A operação que pode dar o controle do IRB-Brasil Re ao Banco do Brasil será um passo essencial para que a resseguradora alcance os objetivos de manter a liderança no mercado nacional e busque participação em projetos de países da América Latina a partir de 2011. A afirmação foi feita pelo presidente do IRB, Eduardo Nakao, que acredita no sucesso da negociação entre Tesouro e Banco do Brasil ainda neste ano.

Nakao, que participou de mesa redonda sobre o setor de resseguros organizada pela Câmara de Comércio França-Brasil, ressaltou que a entrada do BB no capital do IRB criará uma estrutura verticalizada, com a construção de sinergias que possibilitarão mais oportunidades de negócios. "No futuro próximo o IRB vai ser uma empresa do conglomerado Banco do Brasil.

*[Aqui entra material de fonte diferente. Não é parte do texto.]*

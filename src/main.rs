use std::fs::File;
use std::io::{self, BufWriter};
use std::time::Instant;

use anyhow::{bail, Context};
use phonosim::RunConfig;
use tracing_subscriber::EnvFilter;

fn main() -> anyhow::Result<()> {
    let Some(path) = std::env::args().nth(1) else {
        bail!("usage: phonosim <config.yaml>");
    };
    let cfg = RunConfig::from_file(&path)
        .with_context(|| format!("failed to load config from {path}"))?;
    init_tracing(&cfg);

    let start = Instant::now();
    let report = phonosim::run(&cfg)?;
    tracing::info!(
        records = report.records.len(),
        skipped = report.skipped.len(),
        total_bits = report.total_bits,
        elapsed_micros = start.elapsed().as_micros(),
        "run_complete"
    );

    let precision = cfg.output.precision;
    match &cfg.output.path {
        Some(out) => {
            let file = File::create(out)
                .with_context(|| format!("failed to create {}", out.display()))?;
            report.write_tsv(BufWriter::new(file), precision)?;
        }
        None => report.write_tsv(io::stdout().lock(), precision)?,
    }
    Ok(())
}

fn init_tracing(cfg: &RunConfig) {
    let filter =
        EnvFilter::try_from_default_env().unwrap_or_else(|_| EnvFilter::new(&cfg.log_level));
    let builder = tracing_subscriber::fmt()
        .with_env_filter(filter)
        .with_target(false)
        .with_writer(io::stderr);
    if cfg.log_json {
        builder.json().init();
    } else {
        builder.init();
    }
}
//! Bounded, content-keyed memoization.
//!
//! Entries are evicted least-recently-used once `capacity` is reached. The
//! cache holds no configuration: callers key one cache per configuration.

use std::hash::Hash;
use std::num::NonZeroUsize;
use std::sync::atomic::{AtomicU64, Ordering};
use std::sync::{Mutex, MutexGuard};

use lru::LruCache;

/// Snapshot of cache counters.
#[derive(Debug, Clone, Copy, Default, PartialEq, Eq)]
pub struct CacheStats {
    pub hits: u64,
    pub misses: u64,
    pub len: usize,
    pub capacity: usize,
}

/// Thread-safe LRU cache. A capacity of 0 disables storage; every lookup
/// then recomputes.
pub struct ContentCache<K, V> {
    inner: Option<Mutex<LruCache<K, V>>>,
    hits: AtomicU64,
    misses: AtomicU64,
}

impl<K: Hash + Eq, V: Clone> ContentCache<K, V> {
    pub fn new(capacity: usize) -> Self {
        Self {
            inner: NonZeroUsize::new(capacity).map(|cap| Mutex::new(LruCache::new(cap))),
            hits: AtomicU64::new(0),
            misses: AtomicU64::new(0),
        }
    }

    /// Return the cached value for `key`, computing and storing it on a miss.
    ///
    /// The lock is not held while `compute` runs, so two threads missing on
    /// the same key may both compute; the values are identical for a pure
    /// `compute`.
    pub fn get_or_try_insert_with<E, F>(&self, key: K, compute: F) -> Result<V, E>
    where
        F: FnOnce() -> Result<V, E>,
    {
        if let Some(cache) = &self.inner {
            if let Some(value) = lock(cache).get(&key) {
                self.hits.fetch_add(1, Ordering::Relaxed);
                return Ok(value.clone());
            }
        }
        self.misses.fetch_add(1, Ordering::Relaxed);
        let value = compute()?;
        if let Some(cache) = &self.inner {
            lock(cache).put(key, value.clone());
        }
        Ok(value)
    }

    pub fn get_or_insert_with<F>(&self, key: K, compute: F) -> V
    where
        F: FnOnce() -> V,
    {
        match self.get_or_try_insert_with::<std::convert::Infallible, _>(key, || Ok(compute())) {
            Ok(value) => value,
            Err(never) => match never {},
        }
    }

    pub fn stats(&self) -> CacheStats {
        let (len, capacity) = self
            .inner
            .as_ref()
            .map(|cache| {
                let guard = lock(cache);
                (guard.len(), guard.cap().get())
            })
            .unwrap_or((0, 0));
        CacheStats {
            hits: self.hits.load(Ordering::Relaxed),
            misses: self.misses.load(Ordering::Relaxed),
            len,
            capacity,
        }
    }

    pub fn clear(&self) {
        if let Some(cache) = &self.inner {
            lock(cache).clear();
        }
    }
}

// A panic while holding the lock cannot leave the LRU half-updated in a way
// that matters for a memo table, so poisoning is ignored.
fn lock<K: Hash + Eq, V>(cache: &Mutex<LruCache<K, V>>) -> MutexGuard<'_, LruCache<K, V>> {
    cache
        .lock()
        .unwrap_or_else(std::sync::PoisonError::into_inner)
}

#[cfg(test)]
mod tests {
    use super::*;
    use std::sync::Arc;

    #[test]
    fn caches_computed_values() {
        let cache = ContentCache::new(4);
        let mut calls = 0;
        for _ in 0..3 {
            let v = cache.get_or_insert_with("k", || {
                calls += 1;
                42
            });
            assert_eq!(v, 42);
        }
        assert_eq!(calls, 1);
        let stats = cache.stats();
        assert_eq!((stats.hits, stats.misses, stats.len), (2, 1, 1));
    }

    #[test]
    fn evicts_least_recently_used() {
        let cache = ContentCache::new(2);
        cache.get_or_insert_with(1, || "a");
        cache.get_or_insert_with(2, || "b");
        cache.get_or_insert_with(1, || "a"); // 1 is now most recent
        cache.get_or_insert_with(3, || "c"); // evicts 2
        assert_eq!(cache.get_or_insert_with(2, || "recomputed"), "recomputed");
        assert_eq!(cache.get_or_insert_with(3, || "x"), "c");
    }

    #[test]
    fn zero_capacity_never_stores() {
        let cache = ContentCache::new(0);
        cache.get_or_insert_with(1, || 1);
        assert_eq!(cache.get_or_insert_with(1, || 2), 2);
        let stats = cache.stats();
        assert_eq!((stats.hits, stats.misses, stats.capacity), (0, 2, 0));
    }

    #[test]
    fn errors_are_not_cached() {
        let cache: ContentCache<u8, u8> = ContentCache::new(4);
        let err: Result<u8, &str> = cache.get_or_try_insert_with(1, || Err("boom"));
        assert_eq!(err, Err("boom"));
        assert_eq!(cache.get_or_try_insert_with::<&str, _>(1, || Ok(9)), Ok(9));
        assert_eq!(cache.stats().len, 1);
    }

    #[test]
    fn shared_across_threads() {
        let cache = Arc::new(ContentCache::new(64));
        let handles: Vec<_> = (0..4)
            .map(|t| {
                let cache = Arc::clone(&cache);
                std::thread::spawn(move || {
                    for i in 0..16u32 {
                        assert_eq!(cache.get_or_insert_with(i, || i * 2), i * 2);
                    }
                    t
                })
            })
            .collect();
        for h in handles {
            h.join().unwrap();
        }
        assert_eq!(cache.stats().len, 16);
    }
}
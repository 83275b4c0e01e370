//! Rotation-banded candidate generation.
//!
//! For each band `i`, every fingerprint is rotated right by `i` bits and the
//! entries are sorted by the rotated value. Entries within `window` positions
//! of each other in that order are compared pairwise. A pair is scored once,
//! on first discovery, by the Hamming distance of the unrotated fingerprints.

use std::collections::HashSet;
use std::sync::atomic::{AtomicUsize, Ordering};
use std::time::Instant;

use dashmap::mapref::entry::Entry as ScoredEntry;
use dashmap::DashMap;
use features::Token;
use rayon::prelude::*;
use simhash::hamming_distance;
use tracing::{debug, info, warn, Level};

use crate::types::{CancelFlag, CandidateConfig, CandidatePair, ComparisonRecord, Entry, MatchError};

/// Pairs already scored, keyed by `(low index, high index)`.
type Scored = DashMap<(usize, usize), u32>;

/// Candidate generator bound to one validated configuration.
#[derive(Debug, Clone)]
pub struct CandidateGenerator {
    cfg: CandidateConfig,
    cancel: Option<CancelFlag>,
}

impl CandidateGenerator {
    pub fn new(cfg: CandidateConfig) -> Result<Self, MatchError> {
        cfg.validate()?;
        Ok(Self { cfg, cancel: None })
    }

    /// Poll `flag` before every band; once set, the sweep stops with
    /// [`MatchError::Cancelled`].
    pub fn with_cancel_flag(mut self, flag: CancelFlag) -> Self {
        self.cancel = Some(flag);
        self
    }

    pub fn config(&self) -> &CandidateConfig {
        &self.cfg
    }

    /// Candidate pairs among all entries, ascending by difference.
    pub fn candidates(&self, entries: &[Entry]) -> Result<Vec<CandidatePair>, MatchError> {
        let entries = dedup(entries.iter());
        self.sweep(&entries, None)
    }

    /// Candidate pairs with at least one query side, ascending by difference.
    ///
    /// Queries and corpus are merged before banding, so query-to-query pairs
    /// are found too. An empty query set yields no pairs.
    pub fn query_candidates(
        &self,
        queries: &[Entry],
        corpus: &[Entry],
    ) -> Result<Vec<CandidatePair>, MatchError> {
        if queries.is_empty() {
            warn!(corpus = corpus.len(), "candidates_no_queries");
            return Ok(Vec::new());
        }
        let entries = dedup(queries.iter().chain(corpus));
        let query_set: HashSet<_> = queries.iter().map(|q| &q.token).collect();
        let is_query: Vec<bool> = entries
            .iter()
            .map(|e| query_set.contains(&e.token))
            .collect();
        self.sweep(&entries, Some(&is_query))
    }

    /// Full comparison rendered as records.
    pub fn compare(&self, entries: &[Entry]) -> Result<Vec<ComparisonRecord>, MatchError> {
        let pairs = self.candidates(entries)?;
        Ok(to_records(pairs, entries))
    }

    /// Query-mode comparison rendered as records.
    pub fn search(
        &self,
        queries: &[Entry],
        corpus: &[Entry],
    ) -> Result<Vec<ComparisonRecord>, MatchError> {
        let pairs = self.query_candidates(queries, corpus)?;
        Ok(to_records(pairs, queries))
    }

    fn sweep(
        &self,
        entries: &[&Entry],
        is_query: Option<&[bool]>,
    ) -> Result<Vec<CandidatePair>, MatchError> {
        let start = Instant::now();
        if entries.len() < 2 {
            return Ok(Vec::new());
        }
        let total_bits = entries[0].fingerprint.width();
        if let Some(bad) = entries
            .iter()
            .find(|e| e.fingerprint.width() != total_bits)
        {
            return Err(MatchError::WidthMismatch {
                expected: total_bits,
                found: bad.fingerprint.width(),
            });
        }

        let zero = zero_fingerprints(entries);
        if zero >= 2 {
            warn!(
                zero_fingerprints = zero,
                entries = entries.len(),
                total_bits,
                "zero_fingerprints_compared"
            );
        }

        let bands = self
            .cfg
            .bands
            .map_or(total_bits, |b| b.min(total_bits))
            .max(1);
        let window = self.cfg.window.min(entries.len());
        let span = tracing::span!(
            Level::INFO,
            "matcher.sweep",
            entries = entries.len(),
            bands,
            window
        );
        let _guard = span.enter();
        let scored = Scored::new();
        let completed = AtomicUsize::new(0);

        let run_band = |band: usize| -> Result<(), MatchError> {
            if self.cancel.as_ref().is_some_and(CancelFlag::is_cancelled) {
                return Err(MatchError::Cancelled {
                    completed_bands: completed.load(Ordering::Acquire),
                    total_bands: bands,
                });
            }
            let new_pairs = scan_band(entries, is_query, band, window, &scored)?;
            completed.fetch_add(1, Ordering::AcqRel);
            debug!(band, new_pairs, "band_scanned");
            Ok(())
        };

        let outcome = if self.cfg.use_parallel {
            (0..bands).into_par_iter().try_for_each(run_band)
        } else {
            (0..bands).try_for_each(run_band)
        };
        if let Err(err) = outcome {
            warn!(
                error = %err,
                completed_bands = completed.load(Ordering::Acquire),
                total_bands = bands,
                "candidates_failed"
            );
            return Err(err);
        }

        let mut pairs: Vec<CandidatePair> = scored
            .into_iter()
            .map(|((x, y), difference)| {
                CandidatePair::new(entries[x].token.clone(), entries[y].token.clone(), difference)
            })
            .collect();
        pairs.sort();

        info!(
            entries = entries.len(),
            queries = is_query.map(|q| q.iter().filter(|&&b| b).count()),
            total_bits,
            bands,
            window,
            pairs = pairs.len(),
            elapsed_micros = start.elapsed().as_micros(),
            "candidates_generated"
        );
        Ok(pairs)
    }
}

/// Sort by the rotated fingerprint and score every unseen pair within
/// `window` positions. Returns the number of newly scored pairs.
fn scan_band(
    entries: &[&Entry],
    is_query: Option<&[bool]>,
    band: usize,
    window: usize,
    scored: &Scored,
) -> Result<usize, MatchError> {
    let mut order: Vec<_> = entries
        .iter()
        .enumerate()
        .map(|(idx, e)| (e.fingerprint.rotated(band), idx))
        .collect();
    order.sort_by(|(fa, ia), (fb, ib)| {
        fa.cmp(fb)
            .then_with(|| entries[*ia].token.cmp(&entries[*ib].token))
    });

    // Every pair of positions less than `window` apart shares at least one
    // window of consecutive entries.
    let mut new_pairs = 0;
    for hi in 1..order.len() {
        for lo in hi.saturating_sub(window - 1)..hi {
            let (x, y) = (order[lo].1, order[hi].1);
            if let Some(q) = is_query {
                if !(q[x] || q[y]) {
                    continue;
                }
            }
            let key = (x.min(y), x.max(y));
            if let ScoredEntry::Vacant(slot) = scored.entry(key) {
                let d = hamming_distance(&entries[x].fingerprint, &entries[y].fingerprint)?;
                slot.insert(d);
                new_pairs += 1;
            }
        }
    }
    Ok(new_pairs)
}

/// Entries with no bit set. Any two of them score difference 0, which says
/// nothing about the tokens behind them.
fn zero_fingerprints(entries: &[&Entry]) -> usize {
    entries
        .iter()
        .filter(|e| e.fingerprint.count_ones() == 0)
        .count()
}

/// First occurrence of each distinct token, in input order.
fn dedup<'a>(entries: impl Iterator<Item = &'a Entry>) -> Vec<&'a Entry> {
    let mut seen: HashSet<&'a Token> = HashSet::new();
    entries.filter(|&e| seen.insert(&e.token)).collect()
}

fn to_records(pairs: Vec<CandidatePair>, sample: &[Entry]) -> Vec<ComparisonRecord> {
    let total_bits = sample.first().map_or(0, |e| e.fingerprint.width());
    pairs
        .into_iter()
        .map(|pair| ComparisonRecord::from_pair(pair, total_bits))
        .collect()
}

/// Compare all entries against each other.
pub fn compare(entries: &[Entry], cfg: &CandidateConfig) -> Result<Vec<ComparisonRecord>, MatchError> {
    CandidateGenerator::new(cfg.clone())?.compare(entries)
}

/// Compare `queries` against `queries` and `corpus`, keeping only pairs with
/// a query on at least one side.
pub fn search(
    queries: &[Entry],
    corpus: &[Entry],
    cfg: &CandidateConfig,
) -> Result<Vec<ComparisonRecord>, MatchError> {
    CandidateGenerator::new(cfg.clone())?.search(queries, corpus)
}
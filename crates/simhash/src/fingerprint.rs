//! Fixed-width fingerprints with circular rotation and Hamming distance.

use std::cmp::Ordering;
use std::fmt;
use std::hash::{Hash, Hasher};

use bitvec::prelude::*;

use crate::config::SimHashError;
use crate::keyed::HashBits;

const HEX: &[u8; 16] = b"0123456789abcdef";

/// Non-negative integer of a declared bit width.
///
/// Bit `i` of [`Fingerprint::as_bitslice`] is the coefficient of `2^i`.
/// Ordering is numeric; equal values of different widths order by width.
#[derive(Clone)]
pub struct Fingerprint {
    bits: HashBits,
}

impl Fingerprint {
    /// Wrap raw bits; the width is `bits.len()`.
    pub fn from_bitvec(mut bits: HashBits) -> Self {
        bits.force_align();
        bits.set_uninitialized(false);
        Self { bits }
    }

    /// All-zero value of the given width.
    pub fn zero(width: usize) -> Self {
        Self::from_bitvec(HashBits::repeat(false, width))
    }

    /// Low `width` bits of `value`.
    pub fn from_u128(value: u128, width: usize) -> Self {
        Self::from_bitvec((0..width).map(|i| i < 128 && (value >> i) & 1 == 1).collect())
    }

    /// Declared width in bits.
    pub fn width(&self) -> usize {
        self.bits.len()
    }

    /// Position of the highest set bit plus one; 0 for a zero value.
    pub fn bit_length(&self) -> usize {
        self.bits.last_one().map_or(0, |i| i + 1)
    }

    pub fn count_ones(&self) -> usize {
        self.bits.count_ones()
    }

    /// Bit `i`, or `false` past the declared width.
    pub fn bit(&self, i: usize) -> bool {
        self.bits.get(i).is_some_and(|b| *b)
    }

    pub fn as_bitslice(&self) -> &BitSlice<u64, Lsb0> {
        &self.bits
    }

    /// Lowercase hex, most significant digit first, zero-padded to the width.
    pub fn to_hex(&self) -> String {
        let digits = self.width().div_ceil(4).max(1);
        let mut out = String::with_capacity(digits);
        for d in (0..digits).rev() {
            let mut nibble = 0usize;
            for b in 0..4 {
                if self.bit(d * 4 + b) {
                    nibble |= 1 << b;
                }
            }
            out.push(HEX[nibble] as char);
        }
        out
    }

    /// Circular right rotation by `k` within this fingerprint's width.
    pub fn rotated(&self, k: usize) -> Self {
        rotate(self, self.width(), k)
    }

    /// Number of differing bits. See [`hamming_distance`].
    pub fn hamming_distance(&self, other: &Self) -> Result<u32, SimHashError> {
        hamming_distance(self, other)
    }

    fn words(&self) -> &[u64] {
        self.bits.as_raw_slice()
    }
}

/// Circular right rotation of `value` by `k` bits within a `width`-bit field.
///
/// `value` is truncated (or zero-extended) to `width` first and `k` is reduced
/// modulo `width`; a rotation by a multiple of `width` returns the value
/// unchanged.
pub fn rotate(value: &Fingerprint, width: usize, k: usize) -> Fingerprint {
    let mut bits = value.bits.clone();
    bits.resize(width, false);
    if width > 0 {
        // Lsb0: moving bit `i + k` to index `i` is a numeric right rotation.
        bits.rotate_left(k % width);
    }
    Fingerprint::from_bitvec(bits)
}

/// Count of set bits in `a ^ b`, over `max(bit_length(a), bit_length(b))` bits.
///
/// Fails with [`SimHashError::DegenerateDistance`] when both operands have
/// zero width, since there is no field to compare over. Two all-zero
/// fingerprints of a real width are at distance 0.
pub fn hamming_distance(a: &Fingerprint, b: &Fingerprint) -> Result<u32, SimHashError> {
    if a.width() == 0 && b.width() == 0 {
        return Err(SimHashError::DegenerateDistance);
    }
    let (wa, wb) = (a.words(), b.words());
    let distance = (0..wa.len().max(wb.len()))
        .map(|i| {
            let x = wa.get(i).copied().unwrap_or(0);
            let y = wb.get(i).copied().unwrap_or(0);
            (x ^ y).count_ones()
        })
        .sum();
    Ok(distance)
}

impl PartialEq for Fingerprint {
    fn eq(&self, other: &Self) -> bool {
        self.cmp(other) == Ordering::Equal
    }
}

impl Eq for Fingerprint {}

impl PartialOrd for Fingerprint {
    fn partial_cmp(&self, other: &Self) -> Option<Ordering> {
        Some(self.cmp(other))
    }
}

impl Ord for Fingerprint {
    fn cmp(&self, other: &Self) -> Ordering {
        let (wa, wb) = (self.words(), other.words());
        for i in (0..wa.len().max(wb.len())).rev() {
            let x = wa.get(i).copied().unwrap_or(0);
            let y = wb.get(i).copied().unwrap_or(0);
            match x.cmp(&y) {
                Ordering::Equal => continue,
                ord => return ord,
            }
        }
        self.width().cmp(&other.width())
    }
}

impl Hash for Fingerprint {
    fn hash<H: Hasher>(&self, state: &mut H) {
        state.write_usize(self.width());
        self.words().hash(state);
    }
}

impl fmt::Display for Fingerprint {
    fn fmt(&self, f: &mut fmt::Formatter<'_>) -> fmt::Result {
        write!(f, "0x{}", self.to_hex())
    }
}

impl fmt::Debug for Fingerprint {
    fn fmt(&self, f: &mut fmt::Formatter<'_>) -> fmt::Result {
        write!(f, "Fingerprint({}; 0x{})", self.width(), self.to_hex())
    }
}

#[cfg(test)]
mod tests {
    use super::*;

    fn value(fp: &Fingerprint) -> u128 {
        fp.as_bitslice()
            .iter()
            .by_vals()
            .enumerate()
            .fold(0, |acc, (i, b)| acc | (u128::from(b) << i))
    }

    #[test]
    fn from_u128_truncates_to_width() {
        let fp = Fingerprint::from_u128(0b1011_0110, 4);
        assert_eq!(fp.width(), 4);
        assert_eq!(value(&fp), 0b0110);
        assert_eq!(fp.bit_length(), 3);
        assert_eq!(fp.count_ones(), 2);
    }

    #[test]
    fn rotate_right_moves_low_bits_to_top() {
        let fp = Fingerprint::from_u128(0b0001, 4);
        assert_eq!(value(&rotate(&fp, 4, 1)), 0b1000);
        let fp = Fingerprint::from_u128(0b0110, 4);
        assert_eq!(value(&rotate(&fp, 4, 1)), 0b0011);
        assert_eq!(value(&rotate(&fp, 4, 2)), 0b1001);
    }

    #[test]
    fn rotate_identity_at_zero_and_full_width() {
        let fp = Fingerprint::from_u128(0xDEAD_BEEF_1234, 100);
        assert_eq!(rotate(&fp, 100, 0), fp);
        assert_eq!(rotate(&fp, 100, 100), fp);
        assert_eq!(rotate(&fp, 100, 7), rotate(&fp, 100, 207));
    }

    #[test]
    fn rotate_is_invertible() {
        let fp = Fingerprint::from_u128(0x0123_4567_89AB_CDEF_FEDC_BA98, 96);
        for k in 0..96 {
            let once = rotate(&fp, 96, k);
            assert_eq!(rotate(&once, 96, 96 - k), fp, "k={k}");
        }
    }

    #[test]
    fn rotate_across_word_boundary_keeps_population() {
        let fp = Fingerprint::from_bitvec((0..200).map(|i| i < 3).collect());
        let r = fp.rotated(2);
        assert_eq!(r.width(), 200);
        assert_eq!(r.count_ones(), 3);
        assert!(r.bit(0));
        assert!(r.bit(198) && r.bit(199));
    }

    #[test]
    fn hamming_is_symmetric() {
        let a = Fingerprint::from_u128(0b1100_1010, 8);
        let b = Fingerprint::from_u128(0b0101_1010, 8);
        assert_eq!(hamming_distance(&a, &b).unwrap(), 2);
        assert_eq!(hamming_distance(&b, &a).unwrap(), 2);
    }

    #[test]
    fn hamming_zero_iff_equal() {
        let a = Fingerprint::from_u128(u128::MAX, 128);
        let b = Fingerprint::from_u128(u128::MAX - 1, 128);
        assert_eq!(a.hamming_distance(&a).unwrap(), 0);
        assert_eq!(a.hamming_distance(&b).unwrap(), 1);
        assert_ne!(a, b);
    }

    #[test]
    fn hamming_is_rotation_invariant() {
        let a = Fingerprint::from_u128(0xF0F0_1234, 64);
        let b = Fingerprint::from_u128(0x0F0F_4321, 64);
        let d = a.hamming_distance(&b).unwrap();
        for k in [1, 13, 63] {
            assert_eq!(a.rotated(k).hamming_distance(&b.rotated(k)).unwrap(), d);
        }
    }

    #[test]
    fn hamming_of_zero_width_is_degenerate() {
        let empty = Fingerprint::zero(0);
        assert_eq!(
            hamming_distance(&empty, &empty),
            Err(SimHashError::DegenerateDistance)
        );
        // Zero values with a real width are comparable.
        assert_eq!(hamming_distance(&Fingerprint::zero(8), &Fingerprint::zero(8)), Ok(0));
    }

    #[test]
    fn ordering_is_numeric() {
        let mut fps: Vec<_> = [5u128, 1 << 100, 0, 77]
            .into_iter()
            .map(|v| Fingerprint::from_u128(v, 128))
            .collect();
        fps.sort();
        let values: Vec<_> = fps.iter().map(value).collect();
        assert_eq!(values, vec![0, 5, 77, 1 << 100]);
    }

    #[test]
    fn hex_is_zero_padded() {
        assert_eq!(Fingerprint::from_u128(0xAB, 16).to_hex(), "00ab");
        assert_eq!(Fingerprint::from_u128(0x1F, 5).to_hex(), "1f");
        assert_eq!(Fingerprint::from_u128(0xAB, 16).to_string(), "0x00ab");
    }
}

Aí sim vamos ter uma resseguradora, seguradora, banco de investimento, banco comercial e um rol de produtos para oferecer para a clientela", frisou Nakao.

Uma vez concretizada a entrada do BB no capital – hoje o IRB tem 50% do seu capital nas mãos do Tesouro e outros 50% sob comando de seguradoras -, a resseguradora deverá colocar em prática a internacionalização para projetos na América Latina, inicialmente nos setores de garantia e engenharia. Segundo Nakao, a consolidação da liderança no Brasil e a internacionalização para a América Latina são as duas principais metas do plano de ação do IRB até 2013.

No ano passado, até novembro, o IRB respondeu por R$ 2,585 bilhões em prêmios, o equivalente a 78% do mercado ressegurador brasileiro. No total, os R$ 3,316 bilhões em prêmios cedidos pelas cinco resseguradoras locais no Brasil representaram a maior fatia dos R$ 3,941 bilhões do total de prêmios de todo o setor no país.

Desde a abertura do mercado, em 2008, as cinco resseguradoras registradas na Superintendência de Seguros Privados (Susep) como locais – IRB, Munchener Runk, J. Malucelli, Mapfre e XL – têm a preferência na hora em que os contratos são oferecidos. Fatias menores dos resseguros ficam com as resseguradoras admitidas e eventuais.

Nakao disse ainda que – pela projeção de crescimento da economia brasileira e pela expectativa de novos projetos de grande porte no país, envolvendo a exploração do pré-sal, as grandes hidrelétricas e eventos como a Copa do Mundo e a Olimpíada – as resseguradoras atualmente cadastradas na Susep não teriam condições de cobrir todos os riscos projetados. Para isso, o IRB já procura parceiros ainda não registrados no país para obter capacidade adicional.